EXERCISE AIM =>
Even the shortest line counts, so transcribe all the data exactly.

------ MATERIAL SUPPLIED

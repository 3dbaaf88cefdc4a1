use crate::triggers::TriggerClass;
use chrono::{DateTime, Utc};
use serde::{Deserialize, Serialize};
use serde_json::Value;
use uuid::Uuid;

/// A schedulable unit created when a trigger fires
///
/// Immutable once created. Consumed exactly once by the orchestrator, or
/// re-created from a dead-letter entry on replay (keeping the same `id`).
#[derive(Debug, Clone, PartialEq, Serialize, Deserialize)]
pub struct DispatchRequest {
    pub id: Uuid,
    pub work_item_id: String,
    pub event_name: String,
    pub trigger_class: TriggerClass,
    pub urgency_rank: u8,
    pub payload: Value,
    pub created_at: DateTime<Utc>,
    pub interruptible: bool,
}

impl DispatchRequest {
    pub fn new(event_name: &str, trigger_class: TriggerClass, payload: Value) -> Self {
        let id = Uuid::new_v4();
        let work_item_id = Self::work_item_from_payload(&payload).unwrap_or_else(|| id.to_string());
        let definition = trigger_class.definition();

        Self {
            id,
            work_item_id,
            event_name: event_name.to_string(),
            trigger_class,
            urgency_rank: definition.urgency_rank,
            payload,
            created_at: Utc::now(),
            interruptible: definition.interruptible,
        }
    }

    fn work_item_from_payload(payload: &Value) -> Option<String> {
        ["work_item_id", "venture_id"]
            .iter()
            .filter_map(|key| payload.get(*key))
            .find_map(|value| match value {
                Value::String(s) if !s.is_empty() => Some(s.clone()),
                Value::Number(n) => Some(n.to_string()),
                _ => None,
            })
    }
}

------------

YOUR SOLUTION =>
repository 3dbaaf88cefdc4a1
use crate::triggers::TriggerClass;
use chrono::{DateTime, Utc};
use serde::{Deserialize, Serialize};
use serde_json::Value;
use uuid::Uuid;

/// A schedulable unit created when a trigger fires
///
/// Immutable once created. Consumed exactly once by the orchestrator, or
/// re-created from a dead-letter entry on replay (keeping the same `id`).
#[derive(Debug, Clone, PartialEq, Serialize, Deserialize)]
pub struct DispatchRequest {
    pub id: Uuid,
    pub work_item_id: String,
    pub event_name: String,
    pub trigger_class: TriggerClass,
    pub urgency_rank: u8,
    pub payload: Value,
    pub created_at: DateTime<Utc>,
    pub interruptible: bool,
}

impl DispatchRequest {
    pub fn new(event_name: &str, trigger_class: TriggerClass, payload: Value) -> Self {
        let id = Uuid::new_v4();
        let work_item_id = Self::work_item_from_payload(&payload).unwrap_or_else(|| id.to_string());
        let definition = trigger_class.definition();

        Self {
            id,
            work_item_id,
            event_name: event_name.to_string(),
            trigger_class,
            urgency_rank: definition.urgency_rank,
            payload,
            created_at: Utc::now(),
            interruptible: definition.interruptible,
        }
    }

    fn work_item_from_payload(payload: &Value) -> Option<String> {
        ["work_item_id", "venture_id"]
            .iter()
            .filter_map(|key| payload.get(*key))
            .find_map(|value| match value {
                Value::String(s) if !s.is_empty() => Some(s.clone()),
                Value::Number(n) => Some(n.to_string()),
                _ => None,
            })
    }
}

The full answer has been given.